Wednesday, February 10, 2010

THE PIERCING
by Vic Cavalli


At 3:33 p.m. on August 19, 1979, Andrew Monaco was almost killed by his conversion experience at Fat Vic’s Striptease Club and All-Night Smorgasbord.
He’d come in as usual at 3:00 p.m. for a double screwdriver and had settled into his red padded chair in the cool dimly lit area next to one of the dancing poles at the tip of the pitchfork runways.
There were thirteen alcoholics, each minding his own business, scattered around the poles like stray gunfire, nursing their drinks, waiting for the striptease artists to appear.
The smoke-soaked blood-red wallpaper surrounding them looked like a massive coagulating wound.

Then the music began, the lights dimmed, and Julia came out. She danced the usual tease patterns to prepare the drunks for the circulating hookers. Julia was dark and beautiful, and Andrew thought of a sapphire saxophone as he watched her strong curves sway. Then she was done—just like that—and wiggled off stage in nothing but her high heels.

Then Jessica appeared, her long red hair still partially wet from the shower. She did the same thing with her beautiful body as Julia did—strongly swayed, showed it all, primed the pump for the hookers and took off naked.
Finally, at 3:26 p.m. (he remembered because he looked at his watch as he took a bang of his screwdriver), Angela appeared. Andrew concentrated. She was perfect, blonde, tanned. She seemed extraordinarily clean. Like the others, she executed the typical teasing moves for the transfixed drunks, but Angela did so with a pure awkwardness. There was nothing nasty about her perfect body. During the climactic

section of her teasing routine, she targeted Andrew—motioning him to sit closer, on one of the red leather stools right at the stage’s edge. Gently swaying, for Andrew alone she removed the final white slivers of her clothing; her pubic hair was precisely trimmed and fresh; and then less than a yard from Andrew’s face she lay her body down, arched her back and spread her goddess legs as wide as possible—it was a feature article snapshot right out of Gynecology Research in Review—and suddenly a white spotlight shone on her vagina. Andrew was shocked at what he at first thought was a small surgical instrument, but after whacking back his double screwdriver and focusing his failing eyes, he realized that Angela’s clitoris was pierced and dangling from it was a beautiful white gold crucifix. She froze in that sacrificial posture of surrender as Andrew stared. Then he felt silvery hot flames licking at his ears, a sharp thrusting pain in his liver, trembling beginning in his loins and emanating throughout his limbs, then a sense of nausea, then a sense of volcanic surging—his skull felt like it was bursting with lava, or with the scattered OO buck shot of a bungled suicide attempt. With a spike in his eye he gazed at Angela’s crucifix. She seemed a pure marble statue. The Jesus was perfectly centered between the crosshairs of his eyes and nasal passages. Her fragrant genitals were a dew-drenched morning garden of fresh blood-red roses; the intensely detailed Christ on the cross was white hot; and then a crashing thrust of white molten snow blinded him and forced him to his knees; hundreds of candescent clear floodlights flashed on—he heard his screwdriver glass shatter and Angela scream. Then all went black.
Andrew woke up in the club toilet, racked with pain and covered with urine and broken glass. He staggered to his feet, out of the can, through the silent club, and through the door onto the street. He felt like a routed mole in the scorching sunlight and began shouting “Repent!” to the countless corpses outside.

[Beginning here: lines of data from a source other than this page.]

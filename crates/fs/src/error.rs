use std::{io, path::PathBuf};

use thiserror::Error;

/// Failures raised while classifying or reading a path.
///
/// The two `Invalid*` variants are deterministic for a given input; the
/// I/O variants wrap the raw OS error, which must not be shown to clients.
#[derive(Debug, Error)]
pub enum PathError {
    #[error("no regular file at {}", .0.display())]
    InvalidFilePath(PathBuf),

    #[error("no directory at {}", .0.display())]
    InvalidDirectoryPath(PathBuf),

    #[error("failed to read metadata for {}", path.display())]
    Metadata {
        path: PathBuf,
        #[source]
        source: io::Error,
    },

    #[error("failed to list directory {}", path.display())]
    ReadDir {
        path: PathBuf,
        #[source]
        source: io::Error,
    },
}

impl PathError {
    pub(crate) fn metadata(path: impl Into<PathBuf>, source: io::Error) -> Self {
        PathError::Metadata {
            path: path.into(),
            source,
        }
    }

    pub(crate) fn read_dir(path: impl Into<PathBuf>, source: io::Error) -> Self {
        PathError::ReadDir {
            path: path.into(),
            source,
        }
    }

    /// Whether the failure was caused by the request itself rather than the
    /// filesystem misbehaving.
    pub fn is_invalid_path(&self) -> bool {
        matches!(
            self,
            PathError::InvalidFilePath(_) | PathError::InvalidDirectoryPath(_)
        )
    }
}
mod config;
pub mod logging;

pub use config::{
    APP_NAME_ENV, DEFAULT_APP_NAME, DEFAULT_HOST, DEFAULT_PORT, ERROR_CODES_ENV, HOST_ENV,
    PORT_ENV, PROGRAM_NAME, REDACTED_VALUE, SENSITIVE_PARAM_NAMES, WORKERS_ENV,
    default_error_codes_path, fmeta_dir, is_sensitive_param,
};

pub use logging::{init, init_if_configured};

He hollered for twenty-one days and nights—never touching a drop of liquor or a cigarette—and for the first time in his life everything was beautiful. Then he stopped shouting. Instead, to each person he passed on the street, he whispered, “Jesus is the Son of God.” And although he never carried a sign, he was insulted and attacked in alleys. Once he was nearly pelted to death with Lysol cans. But as he gradually healed, existence became increasingly profound, delicate, and beautiful. And he began lighting a candle daily in front of the statue of the Sacred Heart in the north-east corner of the cathedral at the centre of the city that once held him like a coffin. And he never returned to Fat Vic’s.

Vic Cavalli

Helpless I do not know if good intentions prevail among the elected, among the appointed, leaving me apprehensive that the fate ...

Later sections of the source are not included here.